Grim-faced locals greeted Uppington as he surveyed
the damage at the school in Karaitivu, in the
eastern district of Ampara, the worst-hit by last
Sunday's tsunami that killed nearly 30,000 in Sri
Lanka and around 130,000 across Asia.
Although a stone's throw from the beachfront where
the waves reduced homes to piles of rubble, the
school's walls were largely intact with
photographs of children still hanging up.
"A lot of children died, sir," Thangeswary Yoham,
42, told Uppington. "About 200 small children died
this side," she added, waving in the direction of
the sea.
D.J. Doodle, nestled among palm trees, was one of
a number of schools in Sri Lanka and Nepal that
Uppington's SHIVA Charity helps sponsor. It costs
$115 per month to run.
He visited the school in mid-December to pay the
teacher and see the children.
"I think we are going to knock it down and rebuild
it," said Uppington, 60, from Bristol. "Right now
it's a bit of a memorial to dead children."
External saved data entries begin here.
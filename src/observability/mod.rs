pub mod metrics;
pub mod tracing;

use std::sync::Arc;

use anyhow::Result;
use prometheus::{Encoder, Registry, TextEncoder};

use self::metrics::Metrics;

/// Owns the Prometheus registry and the worker's metric handles.
#[derive(Debug, Clone)]
pub struct Telemetry {
    registry: Arc<Registry>,
    metrics: Arc<Metrics>,
}

impl Telemetry {
    /// Initializes tracing (once per process) and registers the metrics.
    pub fn new() -> Result<Self> {
        tracing::init()?;
        Self::metrics_only()
    }

    /// Metrics on a fresh registry without touching the global subscriber.
    pub fn metrics_only() -> Result<Self> {
        let registry = Arc::new(Registry::new());
        let metrics = Arc::new(Metrics::new(Arc::clone(&registry))?);
        Ok(Self { registry, metrics })
    }

    pub fn metrics(&self) -> Arc<Metrics> {
        Arc::clone(&self.metrics)
    }

    pub fn record_ready_probe(&self) {
        ::tracing::debug!("service ready probe recorded");
    }

    pub fn record_live_probe(&self) {
        ::tracing::debug!("service live probe");
    }

    /// Text exposition of this registry.
    pub fn render_prometheus(&self) -> String {
        let encoder = TextEncoder::new();
        let metric_families = self.registry.gather();
        let mut buffer = Vec::new();
        if let Err(error) = encoder.encode(&metric_families, &mut buffer) {
            ::tracing::warn!(error = %error, "failed to encode metrics");
        }
        String::from_utf8(buffer).unwrap_or_default()
    }
}
use std::collections::BTreeMap;

use axum::{
    Json,
    extract::{Path, State},
    http::StatusCode,
};
use serde::{Deserialize, Serialize};
use uuid::Uuid;

use super::error::ApiError;
use crate::app::AppState;
use crate::jobs::BackgroundJob;
use crate::operator::SaveWeightsRequest;
use crate::store::models::WeightConfig;

#[derive(Debug, Serialize)]
pub(crate) struct SavedWeights {
    weight_config: WeightConfig,
    #[serde(skip_serializing_if = "Option::is_none")]
    job: Option<BackgroundJob>,
}

#[derive(Debug, Deserialize)]
pub(crate) struct UpdateDetails {
    name: Option<String>,
    description: Option<String>,
}

#[derive(Debug, Deserialize)]
pub(crate) struct ReplaceWeights {
    weights: BTreeMap<String, f64>,
}

/// Body for activate/recompute. Empty bodies are accepted.
#[derive(Debug, Deserialize)]
pub(crate) struct EnqueueRequest {
    #[serde(default)]
    requested_by: Option<String>,
}

pub(crate) async fn list(
    State(state): State<AppState>,
) -> Result<Json<Vec<WeightConfig>>, ApiError> {
    Ok(Json(state.operator().list_weight_configs().await?))
}

pub(crate) async fn save(
    State(state): State<AppState>,
    Json(request): Json<SaveWeightsRequest>,
) -> Result<(StatusCode, Json<SavedWeights>), ApiError> {
    let (weight_config, job) = state.operator().save_weights(request).await?;
    Ok((StatusCode::CREATED, Json(SavedWeights { weight_config, job })))
}

pub(crate) async fn get_one(
    State(state): State<AppState>,
    Path(id): Path<Uuid>,
) -> Result<Json<WeightConfig>, ApiError> {
    Ok(Json(state.operator().weight_config(id).await?))
}

pub(crate) async fn update(
    State(state): State<AppState>,
    Path(id): Path<Uuid>,
    Json(request): Json<UpdateDetails>,
) -> Result<Json<WeightConfig>, ApiError> {
    let config = state
        .operator()
        .update_weight_config(id, request.name, request.description)
        .await?;
    Ok(Json(config))
}

pub(crate) async fn replace_weights(
    State(state): State<AppState>,
    Path(id): Path<Uuid>,
    Json(request): Json<ReplaceWeights>,
) -> Result<Json<WeightConfig>, ApiError> {
    Ok(Json(
        state.operator().replace_weights(id, request.weights).await?,
    ))
}

pub(crate) async fn delete(
    State(state): State<AppState>,
    Path(id): Path<Uuid>,
) -> Result<StatusCode, ApiError> {
    state.operator().delete_weight_config(id).await?;
    Ok(StatusCode::NO_CONTENT)
}

pub(crate) async fn activate(
    State(state): State<AppState>,
    Path(id): Path<Uuid>,
    request: Option<Json<EnqueueRequest>>,
) -> Result<(StatusCode, Json<BackgroundJob>), ApiError> {
    let requested_by = request.and_then(|Json(request)| request.requested_by);
    let job = state.operator().activate(id, requested_by).await?;
    Ok((StatusCode::ACCEPTED, Json(job)))
}

pub(crate) async fn recompute(
    State(state): State<AppState>,
    Path(id): Path<Uuid>,
    request: Option<Json<EnqueueRequest>>,
) -> Result<(StatusCode, Json<BackgroundJob>), ApiError> {
    let requested_by = request.and_then(|Json(request)| request.requested_by);
    let job = state.operator().recompute(id, requested_by).await?;
    Ok((StatusCode::ACCEPTED, Json(job)))
}

pub(crate) async fn active(
    State(state): State<AppState>,
) -> Result<Json<Option<WeightConfig>>, ApiError> {
    Ok(Json(state.operator().active_weight_config().await?))
}
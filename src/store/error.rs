use thiserror::Error;
use uuid::Uuid;

use crate::jobs::JobStatus;

/// Errors raised by the data-access layer.
#[derive(Debug, Error)]
pub enum StoreError {
    #[error("{entity} {id} not found")]
    NotFound { entity: &'static str, id: Uuid },

    /// Row changed underneath the caller; retry or abort.
    #[error("conflict: {0}")]
    Conflict(String),

    #[error("illegal job status transition {from} -> {to}")]
    InvalidTransition { from: JobStatus, to: JobStatus },

    #[error(
        "staged scores for weight config {weight_config_id} are incomplete: has_scores={has_scores}, staged={staged}, posts={total}"
    )]
    NotReady {
        weight_config_id: Uuid,
        has_scores: bool,
        staged: i64,
        total: i64,
    },

    #[error("transient data error: {0}")]
    Transient(String),

    #[error("corrupt row: {0}")]
    Corrupt(String),

    #[error(transparent)]
    Database(sqlx::Error),
}

impl StoreError {
    #[must_use]
    pub fn is_transient(&self) -> bool {
        matches!(self, StoreError::Transient(_))
    }
}

impl From<sqlx::Error> for StoreError {
    fn from(error: sqlx::Error) -> Self {
        let code = match &error {
            sqlx::Error::PoolTimedOut | sqlx::Error::PoolClosed | sqlx::Error::Io(_) => {
                return StoreError::Transient(error.to_string());
            }
            sqlx::Error::Database(db) => db.code().map(|code| code.into_owned()),
            _ => None,
        };
        match code.as_deref() {
            // serialization_failure, deadlock_detected
            Some("40001" | "40P01") => StoreError::Transient(error.to_string()),
            // unique_violation
            Some("23505") => StoreError::Conflict(error.to_string()),
            _ => StoreError::Database(error),
        }
    }
}

impl From<serde_json::Error> for StoreError {
    fn from(error: serde_json::Error) -> Self {
        StoreError::Corrupt(error.to_string())
    }
}
//! Catalog store abstraction.

use async_trait::async_trait;

use crate::error::StoreError;

use super::model::{Book, Image, Movie, NewBook, NewImage, NewMovie};

/// Read and seed access to the three catalog tables.
///
/// Listing methods return rows in insertion order. Substring searches are
/// case-insensitive and treat the query literally (no wildcards).
#[async_trait]
pub trait CatalogStore: Send + Sync {
    /// All books.
    async fn list_books(&self) -> Result<Vec<Book>, StoreError>;

    /// All movies.
    async fn list_movies(&self) -> Result<Vec<Movie>, StoreError>;

    /// All images.
    async fn list_images(&self) -> Result<Vec<Image>, StoreError>;

    /// Books whose title contains `query`.
    async fn find_books_by_title_containing(&self, query: &str) -> Result<Vec<Book>, StoreError>;

    /// Movies whose title contains `query`.
    async fn find_movies_by_title_containing(&self, query: &str)
        -> Result<Vec<Movie>, StoreError>;

    /// Images whose name contains `query`.
    async fn find_images_by_name_containing(&self, query: &str)
        -> Result<Vec<Image>, StoreError>;

    /// Images whose folder equals `folder` exactly.
    async fn find_images_by_folder(&self, folder: &str) -> Result<Vec<Image>, StoreError>;

    /// Images stored without a folder.
    async fn find_images_with_no_folder(&self) -> Result<Vec<Image>, StoreError>;

    async fn count_books(&self) -> Result<i64, StoreError>;

    async fn count_movies(&self) -> Result<i64, StoreError>;

    async fn count_images(&self) -> Result<i64, StoreError>;

    /// Insert a book and return it with its assigned id.
    async fn insert_book(&self, book: &NewBook) -> Result<Book, StoreError>;

    /// Insert a movie and return it with its assigned id.
    async fn insert_movie(&self, movie: &NewMovie) -> Result<Movie, StoreError>;

    /// Insert an image and return it with its assigned id.
    async fn insert_image(&self, image: &NewImage) -> Result<Image, StoreError>;
}
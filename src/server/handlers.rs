//! HTTP request handlers for the catalog API.
//!
//! # Endpoints
//!
//! - `POST /api/auth/login` - Check credentials, return the placeholder token
//! - `GET /api/books` - List books
//! - `GET /api/movies` - List movies
//! - `GET /api/images` - List images grouped by folder
//! - `GET /api/search?query=` - Substring search across all kinds
//! - `GET /api/content/{type}/{filename}` - Download a stored file
//! - `GET /health` - Health check endpoint

use std::collections::HashMap;
use std::sync::Arc;

use axum::{
    body::Body,
    extract::{Path, Query, State},
    http::{header, StatusCode},
    response::{IntoResponse, Response},
    Json,
};
use serde::{Deserialize, Serialize};
use tokio_util::io::ReaderStream;
use tracing::{debug, error, info};

use crate::catalog::{Book, CatalogStore, Image, Movie};
use crate::content::{ContentService, SearchHit};
use crate::error::{ContentError, StoreError};

use super::auth::{AuthError, BasicAuthUser, Identity, PLACEHOLDER_TOKEN};

// =============================================================================
// Application State
// =============================================================================

/// Shared application state.
///
/// This is passed to all handlers via Axum's State extractor.
pub struct AppState<S: CatalogStore> {
    /// Catalog and storage access
    pub content: Arc<ContentService<S>>,

    /// The identity allowed to log in
    pub identity: Arc<Identity>,
}

impl<S: CatalogStore> AppState<S> {
    pub fn new(content: ContentService<S>, identity: Identity) -> Self {
        Self {
            content: Arc::new(content),
            identity: Arc::new(identity),
        }
    }
}

impl<S: CatalogStore> Clone for AppState<S> {
    fn clone(&self) -> Self {
        Self {
            content: Arc::clone(&self.content),
            identity: Arc::clone(&self.identity),
        }
    }
}

// =============================================================================
// Request Parameters
// =============================================================================

/// Body of a login request.
///
/// Missing fields are treated as empty strings, which never authenticate.
#[derive(Debug, Deserialize)]
pub struct LoginRequest {
    #[serde(default)]
    pub username: String,

    #[serde(default)]
    pub password: String,
}

/// Query parameters for the search endpoint.
#[derive(Debug, Deserialize)]
pub struct SearchQueryParams {
    /// Substring to look for (required; empty matches everything)
    pub query: String,
}

/// Path parameters for file downloads.
///
/// Extracted from: `/api/content/{kind}/{filename}`
#[derive(Debug, Deserialize)]
pub struct ContentPathParams {
    /// Content type directory (`books`, `movies`, `images`)
    pub kind: String,

    /// File name within that directory
    pub filename: String,
}

// =============================================================================
// Response Types
// =============================================================================

/// JSON error body.
#[derive(Debug, Serialize)]
pub struct ErrorResponse {
    /// Error identifier or short message
    pub error: String,

    /// Human-readable detail
    #[serde(skip_serializing_if = "Option::is_none")]
    pub message: Option<String>,

    /// HTTP status code (included for convenience)
    #[serde(skip_serializing_if = "Option::is_none")]
    pub status: Option<u16>,
}

impl ErrorResponse {
    /// An error body with only the `error` field.
    pub fn new(error: impl Into<String>) -> Self {
        Self {
            error: error.into(),
            message: None,
            status: None,
        }
    }

    /// An error body with a message and status code.
    pub fn with_status(
        error: impl Into<String>,
        message: impl Into<String>,
        status: StatusCode,
    ) -> Self {
        Self {
            error: error.into(),
            message: Some(message.into()),
            status: Some(status.as_u16()),
        }
    }
}

/// Successful login response.
#[derive(Debug, Serialize, Deserialize)]
pub struct LoginResponse {
    pub token: String,
}

/// Health check response.
#[derive(Debug, Serialize)]
pub struct HealthResponse {
    /// Service status
    pub status: String,

    /// Service version
    pub version: String,
}

// =============================================================================
// Error Mapping
// =============================================================================

/// Convert ContentError to HTTP response.
///
/// Missing files are a bare 404 with an empty body; store failures are a 500
/// with a JSON body and are logged at ERROR level.
impl IntoResponse for ContentError {
    fn into_response(self) -> Response {
        match self {
            ContentError::FileNotFound(path) => {
                debug!(
                    error_type = "not_found",
                    status = StatusCode::NOT_FOUND.as_u16(),
                    "File not found: {}",
                    path
                );
                StatusCode::NOT_FOUND.into_response()
            }
            ContentError::Store(err) => store_error_response(&err),
        }
    }
}

fn store_error_response(err: &StoreError) -> Response {
    let status = StatusCode::INTERNAL_SERVER_ERROR;
    let message = err.to_string();

    error!(
        error_type = "storage_error",
        status = status.as_u16(),
        "Server error: {}",
        message
    );

    let body = ErrorResponse::with_status("storage_error", message, status);
    (status, Json(body)).into_response()
}

// =============================================================================
// Handlers
// =============================================================================

/// Handle login requests.
///
/// # Endpoint
///
/// `POST /api/auth/login`
///
/// # Response
///
/// - `200 OK`: `{"token": "dummy-jwt-token"}`
/// - `401 Unauthorized`: `{"error": "Invalid credentials"}`
pub async fn login_handler<S: CatalogStore>(
    State(state): State<AppState<S>>,
    Json(request): Json<LoginRequest>,
) -> Result<Json<LoginResponse>, AuthError> {
    let LoginRequest { username, password } = request;

    let authenticated = state
        .identity
        .authenticate_blocking(username.clone(), password)
        .await;

    if !authenticated {
        return Err(AuthError::InvalidCredentials);
    }

    info!(username = %username, "Login succeeded");
    Ok(Json(LoginResponse {
        token: PLACEHOLDER_TOKEN.to_string(),
    }))
}

/// Handle book list requests.
///
/// `GET /api/books` returns every book in store order.
pub async fn books_handler<S: CatalogStore>(
    State(state): State<AppState<S>>,
) -> Result<Json<Vec<Book>>, ContentError> {
    Ok(Json(state.content.list_books().await?))
}

/// Handle movie list requests.
///
/// `GET /api/movies` returns every movie in store order.
pub async fn movies_handler<S: CatalogStore>(
    State(state): State<AppState<S>>,
) -> Result<Json<Vec<Movie>>, ContentError> {
    Ok(Json(state.content.list_movies().await?))
}

/// Handle image list requests.
///
/// # Endpoint
///
/// `GET /api/images`
///
/// # Response
///
/// `200 OK` with a JSON object mapping folder name to images:
/// ```json
/// {
///   "ALL": [{"id": 1, "name": "Default Image 1", "filePath": "images/image1.jpg", "folder": null}],
///   "folderA": [{"id": 3, "name": "Folder A Image 1", "filePath": "images/folderA/imageA1.jpg", "folder": "folderA"}]
/// }
/// ```
pub async fn images_handler<S: CatalogStore>(
    State(state): State<AppState<S>>,
) -> Result<Json<HashMap<String, Vec<Image>>>, ContentError> {
    Ok(Json(state.content.list_images_grouped_by_folder().await?))
}

/// Handle search requests.
///
/// # Endpoint
///
/// `GET /api/search?query={text}`
///
/// # Response
///
/// `200 OK` with books, then movies, then images:
/// ```json
/// [{"type": "movie", "data": {"id": 1, "title": "Inception", ...}}]
/// ```
///
/// A missing `query` parameter is rejected with `400 Bad Request`.
pub async fn search_handler<S: CatalogStore>(
    State(state): State<AppState<S>>,
    Query(params): Query<SearchQueryParams>,
) -> Result<Json<Vec<SearchHit>>, ContentError> {
    Ok(Json(state.content.search(&params.query).await?))
}

/// Handle file download requests.
///
/// # Endpoint
///
/// `GET /api/content/{type}/{filename}`
///
/// # Response
///
/// - `200 OK`: file bytes, `Content-Type` inferred from the extension
///   (`application/octet-stream` when unknown)
/// - `404 Not Found`: empty body when the file is missing, unreadable, or
///   outside the storage root
pub async fn content_handler<S: CatalogStore>(
    State(state): State<AppState<S>>,
    Path(params): Path<ContentPathParams>,
) -> Result<Response, ContentError> {
    let resolved = state
        .content
        .resolve_file(&params.kind, &params.filename)
        .await?;

    debug!(
        path = %resolved.path.display(),
        media_type = %resolved.media_type,
        len = resolved.len,
        "Serving file"
    );

    let headers = [
        (header::CONTENT_TYPE, resolved.media_type.clone()),
        (header::CONTENT_LENGTH, resolved.len.to_string()),
    ];
    let body = Body::from_stream(ReaderStream::new(resolved.into_file()));

    Ok((headers, body).into_response())
}

/// Handle health check requests.
///
/// # Endpoint
///
/// `GET /health`
///
/// # Response
///
/// `200 OK` with JSON body:
/// ```json
/// {
///   "status": "healthy",
///   "version": "0.1.0"
/// }
/// ```
pub async fn health_handler() -> Json<HealthResponse> {
    Json(HealthResponse {
        status: "healthy".to_string(),
        version: env!("CARGO_PKG_VERSION").to_string(),
    })
}

/// Fallback for `/api/**` paths without a public route.
///
/// Requires Basic credentials; once authenticated the path still does not
/// exist, so the answer is `404 Not Found`.
pub async fn protected_fallback_handler(user: BasicAuthUser) -> StatusCode {
    debug!(username = %user.username, "No route for authenticated request");
    StatusCode::NOT_FOUND
}

// =============================================================================
// Tests
// =============================================================================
After scouting around the debris-scattered beach,
Uppington said he had found another crushed school
with some neighbouring land where he planned to
rebuild it.
Locals said several thousand people were killed in
and around their village. Many women and children
who could not move fast enough were caught in the
deluge or crushed under buildings.
Just down the beach, one survivor rearranged large
chunks of brick that once formed a home. Others
walked through a large, open-air Hindu temple, the
vivid red, blue and gold statues of
elephant-headed god Ganesh on its facade still
intact.
One woman sat with her head in her hands looking
out to sea. Another moaned, slapping her arms on
the sand.
Just off the beachfront, a group of men gathered
around a pile of rubble, covering their mouths
with cloth. With so much devastation, it has been
impossible to remove all the corpses. Any bodies
remaining are being burned on the spot.
Nanda Kumar, 36, said many locals would be scared
to start rebuilding their lives on the beach.
"But they have to. There's no other place for
them, they work in the sea," he said.